Stored items:

╔══

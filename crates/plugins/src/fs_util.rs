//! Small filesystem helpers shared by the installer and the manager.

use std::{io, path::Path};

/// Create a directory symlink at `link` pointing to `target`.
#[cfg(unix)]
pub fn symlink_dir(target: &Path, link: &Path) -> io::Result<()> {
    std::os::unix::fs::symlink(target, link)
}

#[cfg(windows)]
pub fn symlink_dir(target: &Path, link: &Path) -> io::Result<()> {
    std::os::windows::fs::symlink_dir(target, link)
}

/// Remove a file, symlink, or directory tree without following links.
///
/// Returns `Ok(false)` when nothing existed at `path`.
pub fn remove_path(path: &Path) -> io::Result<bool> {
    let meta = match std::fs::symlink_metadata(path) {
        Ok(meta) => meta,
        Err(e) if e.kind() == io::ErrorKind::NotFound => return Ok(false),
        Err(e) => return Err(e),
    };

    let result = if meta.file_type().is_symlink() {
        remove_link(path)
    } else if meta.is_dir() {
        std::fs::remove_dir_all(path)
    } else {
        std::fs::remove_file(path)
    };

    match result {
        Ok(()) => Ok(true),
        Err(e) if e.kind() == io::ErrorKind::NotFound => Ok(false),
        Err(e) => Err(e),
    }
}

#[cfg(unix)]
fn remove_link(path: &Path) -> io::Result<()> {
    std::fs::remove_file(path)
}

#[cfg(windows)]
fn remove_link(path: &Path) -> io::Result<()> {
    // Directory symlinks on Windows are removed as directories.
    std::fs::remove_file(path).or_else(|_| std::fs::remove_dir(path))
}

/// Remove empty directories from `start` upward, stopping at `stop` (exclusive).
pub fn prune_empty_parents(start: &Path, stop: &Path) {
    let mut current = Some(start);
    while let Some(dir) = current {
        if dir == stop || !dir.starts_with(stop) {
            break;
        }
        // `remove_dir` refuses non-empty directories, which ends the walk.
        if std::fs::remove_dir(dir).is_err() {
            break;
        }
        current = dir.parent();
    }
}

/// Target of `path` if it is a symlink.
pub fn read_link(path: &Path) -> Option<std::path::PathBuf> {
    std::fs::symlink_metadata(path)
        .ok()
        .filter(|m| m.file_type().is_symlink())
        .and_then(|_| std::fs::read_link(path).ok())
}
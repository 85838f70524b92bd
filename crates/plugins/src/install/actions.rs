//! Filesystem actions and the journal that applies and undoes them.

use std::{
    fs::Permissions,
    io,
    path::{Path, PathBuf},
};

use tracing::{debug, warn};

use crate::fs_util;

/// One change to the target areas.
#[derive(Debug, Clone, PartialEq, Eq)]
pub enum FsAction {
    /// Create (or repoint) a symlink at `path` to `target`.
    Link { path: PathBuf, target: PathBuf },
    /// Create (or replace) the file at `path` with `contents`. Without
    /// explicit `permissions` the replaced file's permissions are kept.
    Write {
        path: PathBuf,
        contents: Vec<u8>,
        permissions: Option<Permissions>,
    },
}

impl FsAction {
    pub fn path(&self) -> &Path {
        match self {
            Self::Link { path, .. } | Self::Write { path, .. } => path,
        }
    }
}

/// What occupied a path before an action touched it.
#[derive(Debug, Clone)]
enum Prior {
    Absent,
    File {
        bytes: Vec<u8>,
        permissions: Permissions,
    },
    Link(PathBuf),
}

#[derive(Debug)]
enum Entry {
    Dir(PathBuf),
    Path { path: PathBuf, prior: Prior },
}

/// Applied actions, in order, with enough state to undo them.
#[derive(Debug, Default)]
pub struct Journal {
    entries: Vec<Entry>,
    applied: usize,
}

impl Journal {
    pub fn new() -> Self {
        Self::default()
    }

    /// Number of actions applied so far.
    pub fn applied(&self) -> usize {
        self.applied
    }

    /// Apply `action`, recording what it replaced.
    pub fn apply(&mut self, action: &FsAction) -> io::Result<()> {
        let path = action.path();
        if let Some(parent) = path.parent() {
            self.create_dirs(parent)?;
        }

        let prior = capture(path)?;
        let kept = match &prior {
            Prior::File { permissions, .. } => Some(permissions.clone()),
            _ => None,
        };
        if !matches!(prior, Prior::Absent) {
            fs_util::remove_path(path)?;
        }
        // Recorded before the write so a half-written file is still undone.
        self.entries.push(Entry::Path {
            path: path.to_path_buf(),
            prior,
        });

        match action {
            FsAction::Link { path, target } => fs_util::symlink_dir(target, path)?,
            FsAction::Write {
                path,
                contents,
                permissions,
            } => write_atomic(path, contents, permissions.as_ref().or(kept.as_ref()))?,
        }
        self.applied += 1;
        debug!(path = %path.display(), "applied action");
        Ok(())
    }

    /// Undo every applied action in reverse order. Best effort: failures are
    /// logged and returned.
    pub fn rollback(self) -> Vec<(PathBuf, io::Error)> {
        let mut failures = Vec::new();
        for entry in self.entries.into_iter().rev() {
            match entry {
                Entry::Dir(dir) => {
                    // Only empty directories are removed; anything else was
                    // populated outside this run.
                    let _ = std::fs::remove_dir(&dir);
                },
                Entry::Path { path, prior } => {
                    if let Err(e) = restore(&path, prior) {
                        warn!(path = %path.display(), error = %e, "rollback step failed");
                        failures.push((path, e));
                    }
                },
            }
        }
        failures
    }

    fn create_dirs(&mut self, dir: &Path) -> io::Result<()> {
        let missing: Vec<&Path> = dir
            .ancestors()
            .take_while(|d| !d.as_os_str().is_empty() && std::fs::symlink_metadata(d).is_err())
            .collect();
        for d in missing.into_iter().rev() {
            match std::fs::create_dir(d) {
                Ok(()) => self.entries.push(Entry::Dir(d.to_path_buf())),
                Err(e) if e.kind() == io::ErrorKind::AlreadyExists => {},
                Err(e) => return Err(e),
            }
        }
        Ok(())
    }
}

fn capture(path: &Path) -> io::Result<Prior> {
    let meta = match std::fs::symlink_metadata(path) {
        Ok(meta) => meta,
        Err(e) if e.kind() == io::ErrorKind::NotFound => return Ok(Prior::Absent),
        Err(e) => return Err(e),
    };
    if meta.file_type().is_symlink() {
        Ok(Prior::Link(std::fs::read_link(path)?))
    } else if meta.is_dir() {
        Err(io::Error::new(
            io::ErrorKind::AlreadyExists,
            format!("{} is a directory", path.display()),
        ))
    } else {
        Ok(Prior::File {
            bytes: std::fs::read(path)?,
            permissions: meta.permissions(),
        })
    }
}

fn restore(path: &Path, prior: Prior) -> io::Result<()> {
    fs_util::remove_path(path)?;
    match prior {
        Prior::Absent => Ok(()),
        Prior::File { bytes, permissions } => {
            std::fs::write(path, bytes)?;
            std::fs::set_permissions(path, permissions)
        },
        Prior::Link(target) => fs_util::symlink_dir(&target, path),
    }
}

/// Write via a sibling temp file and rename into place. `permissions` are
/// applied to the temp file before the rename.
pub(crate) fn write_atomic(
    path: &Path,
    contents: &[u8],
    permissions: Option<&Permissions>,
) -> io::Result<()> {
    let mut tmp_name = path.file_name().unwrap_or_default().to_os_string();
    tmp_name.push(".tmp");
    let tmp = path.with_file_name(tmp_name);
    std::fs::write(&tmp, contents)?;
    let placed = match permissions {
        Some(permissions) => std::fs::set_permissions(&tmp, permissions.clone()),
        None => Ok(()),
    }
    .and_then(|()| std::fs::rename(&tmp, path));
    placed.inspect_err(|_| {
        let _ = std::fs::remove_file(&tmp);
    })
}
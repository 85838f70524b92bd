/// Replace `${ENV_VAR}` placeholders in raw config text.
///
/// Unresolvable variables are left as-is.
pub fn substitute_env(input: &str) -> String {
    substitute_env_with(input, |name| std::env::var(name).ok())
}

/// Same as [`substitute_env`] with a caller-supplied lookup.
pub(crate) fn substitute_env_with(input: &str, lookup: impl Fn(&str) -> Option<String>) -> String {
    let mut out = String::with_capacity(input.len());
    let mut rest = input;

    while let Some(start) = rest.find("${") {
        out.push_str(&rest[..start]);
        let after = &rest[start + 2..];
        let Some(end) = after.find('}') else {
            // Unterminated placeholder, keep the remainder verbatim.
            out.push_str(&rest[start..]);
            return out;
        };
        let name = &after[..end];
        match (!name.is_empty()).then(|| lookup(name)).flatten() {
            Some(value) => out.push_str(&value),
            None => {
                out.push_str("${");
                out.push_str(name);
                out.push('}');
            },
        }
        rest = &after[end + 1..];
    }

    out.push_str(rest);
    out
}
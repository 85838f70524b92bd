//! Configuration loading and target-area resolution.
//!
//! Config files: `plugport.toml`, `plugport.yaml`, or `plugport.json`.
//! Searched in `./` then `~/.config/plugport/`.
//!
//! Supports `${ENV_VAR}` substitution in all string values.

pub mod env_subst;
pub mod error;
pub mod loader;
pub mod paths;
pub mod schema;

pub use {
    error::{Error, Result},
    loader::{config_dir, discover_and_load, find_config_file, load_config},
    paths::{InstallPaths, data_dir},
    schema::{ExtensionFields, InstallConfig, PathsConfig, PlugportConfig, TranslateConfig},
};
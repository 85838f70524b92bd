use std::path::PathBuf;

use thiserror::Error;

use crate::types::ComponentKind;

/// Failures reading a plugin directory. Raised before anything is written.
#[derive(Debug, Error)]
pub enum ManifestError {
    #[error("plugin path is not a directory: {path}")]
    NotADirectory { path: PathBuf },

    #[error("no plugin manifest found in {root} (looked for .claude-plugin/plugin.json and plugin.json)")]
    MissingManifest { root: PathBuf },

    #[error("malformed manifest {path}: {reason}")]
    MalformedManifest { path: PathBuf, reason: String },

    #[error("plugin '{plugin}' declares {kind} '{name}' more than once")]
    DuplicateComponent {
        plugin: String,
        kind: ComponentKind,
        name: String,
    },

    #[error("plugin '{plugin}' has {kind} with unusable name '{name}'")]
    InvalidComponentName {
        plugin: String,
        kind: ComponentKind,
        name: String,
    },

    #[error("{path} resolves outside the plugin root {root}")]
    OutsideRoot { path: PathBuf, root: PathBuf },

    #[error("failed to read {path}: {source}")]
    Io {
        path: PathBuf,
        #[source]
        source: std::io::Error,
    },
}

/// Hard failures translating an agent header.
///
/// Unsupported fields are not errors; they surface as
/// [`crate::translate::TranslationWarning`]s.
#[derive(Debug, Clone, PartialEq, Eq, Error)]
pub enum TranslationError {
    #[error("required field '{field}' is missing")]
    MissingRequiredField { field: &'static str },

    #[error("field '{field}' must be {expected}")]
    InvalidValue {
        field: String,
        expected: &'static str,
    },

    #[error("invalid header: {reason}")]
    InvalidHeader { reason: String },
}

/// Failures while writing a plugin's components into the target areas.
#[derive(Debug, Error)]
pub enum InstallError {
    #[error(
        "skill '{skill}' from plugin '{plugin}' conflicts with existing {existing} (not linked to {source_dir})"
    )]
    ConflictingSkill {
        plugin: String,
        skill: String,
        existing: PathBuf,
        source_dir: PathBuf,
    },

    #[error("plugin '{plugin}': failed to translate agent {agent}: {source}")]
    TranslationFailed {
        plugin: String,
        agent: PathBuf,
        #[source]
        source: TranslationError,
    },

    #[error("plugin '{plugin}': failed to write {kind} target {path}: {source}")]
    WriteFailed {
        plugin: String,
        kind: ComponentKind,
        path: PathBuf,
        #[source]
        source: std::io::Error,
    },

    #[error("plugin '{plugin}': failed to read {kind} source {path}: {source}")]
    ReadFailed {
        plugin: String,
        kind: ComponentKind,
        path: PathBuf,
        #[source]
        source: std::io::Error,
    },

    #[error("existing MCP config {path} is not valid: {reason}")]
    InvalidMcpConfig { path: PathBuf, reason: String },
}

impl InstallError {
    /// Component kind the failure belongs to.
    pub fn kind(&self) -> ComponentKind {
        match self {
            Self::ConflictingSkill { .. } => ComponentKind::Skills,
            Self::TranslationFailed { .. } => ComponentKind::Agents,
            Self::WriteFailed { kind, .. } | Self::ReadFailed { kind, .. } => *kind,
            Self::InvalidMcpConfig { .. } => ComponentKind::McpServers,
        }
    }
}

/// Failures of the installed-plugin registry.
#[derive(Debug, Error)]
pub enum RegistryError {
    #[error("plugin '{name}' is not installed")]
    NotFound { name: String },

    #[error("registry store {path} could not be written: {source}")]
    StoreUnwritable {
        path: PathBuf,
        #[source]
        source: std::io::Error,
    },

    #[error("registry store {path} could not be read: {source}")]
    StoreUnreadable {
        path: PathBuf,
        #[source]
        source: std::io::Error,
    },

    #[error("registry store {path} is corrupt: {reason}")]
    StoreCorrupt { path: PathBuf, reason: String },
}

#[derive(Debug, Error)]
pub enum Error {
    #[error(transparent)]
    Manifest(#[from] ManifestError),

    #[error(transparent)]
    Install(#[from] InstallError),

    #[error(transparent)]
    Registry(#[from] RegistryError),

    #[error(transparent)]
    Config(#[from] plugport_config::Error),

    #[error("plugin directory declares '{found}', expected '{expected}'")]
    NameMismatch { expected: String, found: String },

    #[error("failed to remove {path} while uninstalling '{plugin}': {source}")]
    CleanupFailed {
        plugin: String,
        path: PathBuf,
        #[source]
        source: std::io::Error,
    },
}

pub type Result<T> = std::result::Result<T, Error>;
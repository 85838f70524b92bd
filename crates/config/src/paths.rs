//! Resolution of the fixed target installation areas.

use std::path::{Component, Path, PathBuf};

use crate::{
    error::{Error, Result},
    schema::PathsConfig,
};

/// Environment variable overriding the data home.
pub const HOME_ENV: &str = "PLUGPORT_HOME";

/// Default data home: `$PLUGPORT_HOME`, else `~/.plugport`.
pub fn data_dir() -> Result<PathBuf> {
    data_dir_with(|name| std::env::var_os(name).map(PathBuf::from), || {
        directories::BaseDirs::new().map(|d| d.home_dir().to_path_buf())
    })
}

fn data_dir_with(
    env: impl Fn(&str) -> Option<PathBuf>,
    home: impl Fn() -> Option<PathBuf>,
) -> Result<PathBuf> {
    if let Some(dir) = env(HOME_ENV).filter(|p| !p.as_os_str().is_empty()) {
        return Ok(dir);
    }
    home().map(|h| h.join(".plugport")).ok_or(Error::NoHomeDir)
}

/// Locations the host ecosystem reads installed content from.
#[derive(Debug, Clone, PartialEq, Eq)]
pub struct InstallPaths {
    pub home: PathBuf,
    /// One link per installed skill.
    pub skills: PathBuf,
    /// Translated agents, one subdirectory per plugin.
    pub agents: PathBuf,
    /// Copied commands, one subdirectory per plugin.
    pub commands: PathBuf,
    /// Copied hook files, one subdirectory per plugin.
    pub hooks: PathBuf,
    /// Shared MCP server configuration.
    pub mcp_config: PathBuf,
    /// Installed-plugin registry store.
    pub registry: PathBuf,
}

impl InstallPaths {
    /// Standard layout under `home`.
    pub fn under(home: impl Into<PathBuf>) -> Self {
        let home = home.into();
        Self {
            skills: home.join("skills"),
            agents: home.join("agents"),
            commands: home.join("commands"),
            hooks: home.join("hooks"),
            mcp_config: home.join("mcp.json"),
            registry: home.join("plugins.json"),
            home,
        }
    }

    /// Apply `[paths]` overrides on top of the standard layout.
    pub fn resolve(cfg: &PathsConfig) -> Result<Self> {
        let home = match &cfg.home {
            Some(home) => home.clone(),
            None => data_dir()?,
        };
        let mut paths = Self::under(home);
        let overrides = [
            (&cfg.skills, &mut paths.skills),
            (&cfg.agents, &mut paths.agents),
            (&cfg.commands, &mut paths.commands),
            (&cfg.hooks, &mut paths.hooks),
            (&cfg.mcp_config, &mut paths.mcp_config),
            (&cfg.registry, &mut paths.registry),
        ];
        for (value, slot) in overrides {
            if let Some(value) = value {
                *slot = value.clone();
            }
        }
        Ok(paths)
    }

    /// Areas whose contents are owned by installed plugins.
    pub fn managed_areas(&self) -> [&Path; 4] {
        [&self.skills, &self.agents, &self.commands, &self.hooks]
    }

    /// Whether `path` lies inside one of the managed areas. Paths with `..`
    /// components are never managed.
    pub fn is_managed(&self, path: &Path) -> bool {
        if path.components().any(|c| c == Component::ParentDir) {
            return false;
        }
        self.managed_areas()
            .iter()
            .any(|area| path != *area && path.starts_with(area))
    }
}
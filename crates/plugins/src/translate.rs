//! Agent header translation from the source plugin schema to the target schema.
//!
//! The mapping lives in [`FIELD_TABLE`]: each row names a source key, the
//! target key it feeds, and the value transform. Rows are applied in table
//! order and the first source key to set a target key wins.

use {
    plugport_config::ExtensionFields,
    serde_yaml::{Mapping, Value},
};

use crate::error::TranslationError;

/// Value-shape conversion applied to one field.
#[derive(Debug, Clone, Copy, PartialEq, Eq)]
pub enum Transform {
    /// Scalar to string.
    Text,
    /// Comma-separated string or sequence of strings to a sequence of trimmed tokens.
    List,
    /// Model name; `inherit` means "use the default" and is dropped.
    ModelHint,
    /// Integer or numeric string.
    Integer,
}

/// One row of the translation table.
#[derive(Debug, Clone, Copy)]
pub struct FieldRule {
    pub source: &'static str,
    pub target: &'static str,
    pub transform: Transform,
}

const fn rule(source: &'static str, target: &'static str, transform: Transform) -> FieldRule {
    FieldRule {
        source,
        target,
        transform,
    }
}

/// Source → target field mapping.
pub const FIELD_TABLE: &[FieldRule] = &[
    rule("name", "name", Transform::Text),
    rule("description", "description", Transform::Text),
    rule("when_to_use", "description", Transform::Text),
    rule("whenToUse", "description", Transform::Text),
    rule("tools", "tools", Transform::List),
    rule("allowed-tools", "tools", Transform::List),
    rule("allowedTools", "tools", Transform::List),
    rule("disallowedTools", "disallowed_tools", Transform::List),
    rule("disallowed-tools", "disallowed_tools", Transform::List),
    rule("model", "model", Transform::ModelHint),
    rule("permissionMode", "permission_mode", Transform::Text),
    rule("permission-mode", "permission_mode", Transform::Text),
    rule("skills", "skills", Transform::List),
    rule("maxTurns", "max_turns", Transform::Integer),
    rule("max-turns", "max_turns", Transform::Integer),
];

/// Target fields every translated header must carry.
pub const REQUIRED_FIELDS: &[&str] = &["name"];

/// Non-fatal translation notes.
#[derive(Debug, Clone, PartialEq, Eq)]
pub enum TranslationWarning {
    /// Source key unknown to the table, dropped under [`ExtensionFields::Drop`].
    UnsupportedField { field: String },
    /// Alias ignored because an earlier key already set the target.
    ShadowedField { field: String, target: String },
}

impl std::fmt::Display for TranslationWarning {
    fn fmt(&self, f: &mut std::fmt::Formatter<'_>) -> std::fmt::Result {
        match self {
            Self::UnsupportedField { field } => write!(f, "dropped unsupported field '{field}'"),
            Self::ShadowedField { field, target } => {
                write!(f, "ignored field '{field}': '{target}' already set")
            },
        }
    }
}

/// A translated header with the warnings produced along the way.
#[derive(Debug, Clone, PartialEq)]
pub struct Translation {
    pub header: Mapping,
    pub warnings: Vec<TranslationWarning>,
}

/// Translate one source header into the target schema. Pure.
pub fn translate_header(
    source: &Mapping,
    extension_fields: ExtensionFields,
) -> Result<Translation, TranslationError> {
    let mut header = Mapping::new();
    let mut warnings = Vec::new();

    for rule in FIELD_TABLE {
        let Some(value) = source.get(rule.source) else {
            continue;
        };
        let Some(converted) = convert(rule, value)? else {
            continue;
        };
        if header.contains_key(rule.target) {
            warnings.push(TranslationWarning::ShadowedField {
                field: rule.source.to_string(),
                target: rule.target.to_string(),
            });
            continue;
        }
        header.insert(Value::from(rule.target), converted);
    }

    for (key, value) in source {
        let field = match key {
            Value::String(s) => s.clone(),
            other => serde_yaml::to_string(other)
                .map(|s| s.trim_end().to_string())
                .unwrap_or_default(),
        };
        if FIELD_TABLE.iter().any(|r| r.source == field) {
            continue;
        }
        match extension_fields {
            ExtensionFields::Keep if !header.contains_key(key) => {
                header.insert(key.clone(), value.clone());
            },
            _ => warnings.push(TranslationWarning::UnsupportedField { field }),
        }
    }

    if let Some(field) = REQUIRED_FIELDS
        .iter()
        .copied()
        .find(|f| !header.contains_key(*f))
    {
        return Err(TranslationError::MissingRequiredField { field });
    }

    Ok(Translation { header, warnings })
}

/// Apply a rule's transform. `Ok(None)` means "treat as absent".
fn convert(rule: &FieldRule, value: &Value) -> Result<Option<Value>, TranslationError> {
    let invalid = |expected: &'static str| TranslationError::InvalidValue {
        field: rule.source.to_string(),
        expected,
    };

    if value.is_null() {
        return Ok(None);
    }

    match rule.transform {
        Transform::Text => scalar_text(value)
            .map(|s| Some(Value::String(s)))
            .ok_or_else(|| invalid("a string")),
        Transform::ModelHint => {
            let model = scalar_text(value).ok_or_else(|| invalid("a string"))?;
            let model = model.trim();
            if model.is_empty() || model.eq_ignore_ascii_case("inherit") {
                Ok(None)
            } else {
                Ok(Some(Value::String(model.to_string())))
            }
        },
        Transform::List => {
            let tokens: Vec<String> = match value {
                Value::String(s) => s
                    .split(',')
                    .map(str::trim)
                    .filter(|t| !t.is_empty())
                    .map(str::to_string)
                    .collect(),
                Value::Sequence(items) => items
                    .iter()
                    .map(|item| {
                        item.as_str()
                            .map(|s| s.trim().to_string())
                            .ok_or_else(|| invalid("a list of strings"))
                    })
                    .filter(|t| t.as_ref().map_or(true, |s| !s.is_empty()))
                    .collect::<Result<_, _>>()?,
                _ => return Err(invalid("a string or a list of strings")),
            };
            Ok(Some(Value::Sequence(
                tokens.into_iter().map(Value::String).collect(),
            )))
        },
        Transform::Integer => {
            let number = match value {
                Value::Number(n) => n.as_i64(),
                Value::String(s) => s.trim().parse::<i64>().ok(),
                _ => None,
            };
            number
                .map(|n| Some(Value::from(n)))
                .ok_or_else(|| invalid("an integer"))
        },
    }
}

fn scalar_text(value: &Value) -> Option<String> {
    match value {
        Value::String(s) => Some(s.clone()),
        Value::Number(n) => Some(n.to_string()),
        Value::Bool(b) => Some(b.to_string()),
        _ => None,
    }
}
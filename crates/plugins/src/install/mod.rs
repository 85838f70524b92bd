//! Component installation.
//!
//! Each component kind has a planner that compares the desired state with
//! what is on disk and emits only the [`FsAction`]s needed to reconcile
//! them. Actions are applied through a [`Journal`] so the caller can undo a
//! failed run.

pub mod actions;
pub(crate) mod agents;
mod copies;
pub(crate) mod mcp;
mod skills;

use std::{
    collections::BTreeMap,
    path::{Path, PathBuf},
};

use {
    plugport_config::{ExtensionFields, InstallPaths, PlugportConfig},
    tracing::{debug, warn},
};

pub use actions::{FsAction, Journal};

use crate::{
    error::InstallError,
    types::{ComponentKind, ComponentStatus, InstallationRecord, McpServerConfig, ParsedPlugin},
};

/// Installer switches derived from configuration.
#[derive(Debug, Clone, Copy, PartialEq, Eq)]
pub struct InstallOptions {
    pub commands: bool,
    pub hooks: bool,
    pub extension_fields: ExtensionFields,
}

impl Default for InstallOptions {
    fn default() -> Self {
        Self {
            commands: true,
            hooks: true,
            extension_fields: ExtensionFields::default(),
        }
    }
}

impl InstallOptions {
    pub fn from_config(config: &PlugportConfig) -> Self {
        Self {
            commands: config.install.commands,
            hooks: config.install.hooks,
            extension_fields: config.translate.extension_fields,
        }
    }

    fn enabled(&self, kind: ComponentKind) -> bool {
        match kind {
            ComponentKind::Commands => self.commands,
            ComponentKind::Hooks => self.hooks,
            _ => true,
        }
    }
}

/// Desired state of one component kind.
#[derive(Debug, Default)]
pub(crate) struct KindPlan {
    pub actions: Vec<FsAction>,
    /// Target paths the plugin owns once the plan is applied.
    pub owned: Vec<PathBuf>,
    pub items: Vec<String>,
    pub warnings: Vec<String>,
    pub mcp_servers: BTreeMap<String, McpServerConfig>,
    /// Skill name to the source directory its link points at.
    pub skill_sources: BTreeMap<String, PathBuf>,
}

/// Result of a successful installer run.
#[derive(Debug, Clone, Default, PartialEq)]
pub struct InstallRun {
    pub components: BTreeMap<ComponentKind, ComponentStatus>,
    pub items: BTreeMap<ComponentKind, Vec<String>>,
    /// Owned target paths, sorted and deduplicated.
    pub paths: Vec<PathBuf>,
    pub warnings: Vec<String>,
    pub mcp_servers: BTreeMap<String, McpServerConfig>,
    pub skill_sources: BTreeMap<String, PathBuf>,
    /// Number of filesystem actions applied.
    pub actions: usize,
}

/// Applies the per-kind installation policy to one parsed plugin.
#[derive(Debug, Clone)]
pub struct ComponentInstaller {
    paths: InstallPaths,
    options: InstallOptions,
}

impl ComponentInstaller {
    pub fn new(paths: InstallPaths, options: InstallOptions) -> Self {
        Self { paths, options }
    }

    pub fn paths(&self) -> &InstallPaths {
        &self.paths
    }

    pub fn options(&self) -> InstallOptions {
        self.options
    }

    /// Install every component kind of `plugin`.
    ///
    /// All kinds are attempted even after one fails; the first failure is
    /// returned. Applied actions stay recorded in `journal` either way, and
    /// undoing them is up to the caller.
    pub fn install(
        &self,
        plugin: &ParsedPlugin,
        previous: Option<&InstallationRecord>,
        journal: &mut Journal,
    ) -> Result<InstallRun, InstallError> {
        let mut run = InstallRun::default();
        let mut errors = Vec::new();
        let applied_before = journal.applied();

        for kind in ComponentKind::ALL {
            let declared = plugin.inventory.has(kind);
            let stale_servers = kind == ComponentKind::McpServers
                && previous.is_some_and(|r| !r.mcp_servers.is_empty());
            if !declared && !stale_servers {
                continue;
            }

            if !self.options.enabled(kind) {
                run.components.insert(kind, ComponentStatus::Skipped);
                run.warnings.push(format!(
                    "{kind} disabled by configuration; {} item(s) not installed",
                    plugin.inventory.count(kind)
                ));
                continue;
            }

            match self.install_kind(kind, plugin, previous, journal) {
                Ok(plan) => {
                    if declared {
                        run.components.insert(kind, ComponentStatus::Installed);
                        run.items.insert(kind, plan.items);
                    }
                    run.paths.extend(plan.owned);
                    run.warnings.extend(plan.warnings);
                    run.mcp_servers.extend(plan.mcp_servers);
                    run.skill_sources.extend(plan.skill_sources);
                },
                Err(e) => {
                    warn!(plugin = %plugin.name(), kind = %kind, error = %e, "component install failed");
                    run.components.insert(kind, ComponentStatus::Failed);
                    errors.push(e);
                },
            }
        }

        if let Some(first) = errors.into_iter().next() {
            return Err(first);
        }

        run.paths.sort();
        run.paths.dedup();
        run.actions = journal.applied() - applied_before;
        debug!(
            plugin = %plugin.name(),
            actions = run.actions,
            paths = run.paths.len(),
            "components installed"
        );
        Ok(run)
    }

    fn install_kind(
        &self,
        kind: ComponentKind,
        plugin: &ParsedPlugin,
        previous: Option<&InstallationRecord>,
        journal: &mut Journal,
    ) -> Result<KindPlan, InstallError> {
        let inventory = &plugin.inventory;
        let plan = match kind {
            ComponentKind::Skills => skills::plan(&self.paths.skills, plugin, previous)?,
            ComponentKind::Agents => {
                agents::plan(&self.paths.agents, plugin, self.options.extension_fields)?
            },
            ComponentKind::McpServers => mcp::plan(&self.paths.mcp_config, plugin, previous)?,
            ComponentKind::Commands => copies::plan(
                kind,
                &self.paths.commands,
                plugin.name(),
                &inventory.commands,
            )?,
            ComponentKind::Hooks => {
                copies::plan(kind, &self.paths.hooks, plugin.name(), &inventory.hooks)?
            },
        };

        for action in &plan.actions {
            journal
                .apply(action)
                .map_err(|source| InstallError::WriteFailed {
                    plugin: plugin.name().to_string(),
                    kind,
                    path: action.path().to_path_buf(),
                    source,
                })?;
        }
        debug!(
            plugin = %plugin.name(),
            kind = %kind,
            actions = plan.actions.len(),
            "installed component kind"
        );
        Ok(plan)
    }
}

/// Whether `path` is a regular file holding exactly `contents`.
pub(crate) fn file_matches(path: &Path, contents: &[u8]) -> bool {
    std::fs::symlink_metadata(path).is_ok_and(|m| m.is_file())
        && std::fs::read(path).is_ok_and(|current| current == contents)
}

╚══

**TASK DIRECTIONS**
Search the entries above for the word "kept" and copy each line where it appears.

**REPLY**
    /// explicit `permissions` the replaced file's permissions are kept.
        let kept = match &prior {
            } => write_atomic(path, contents, permissions.as_ref().or(kept.as_ref()))?,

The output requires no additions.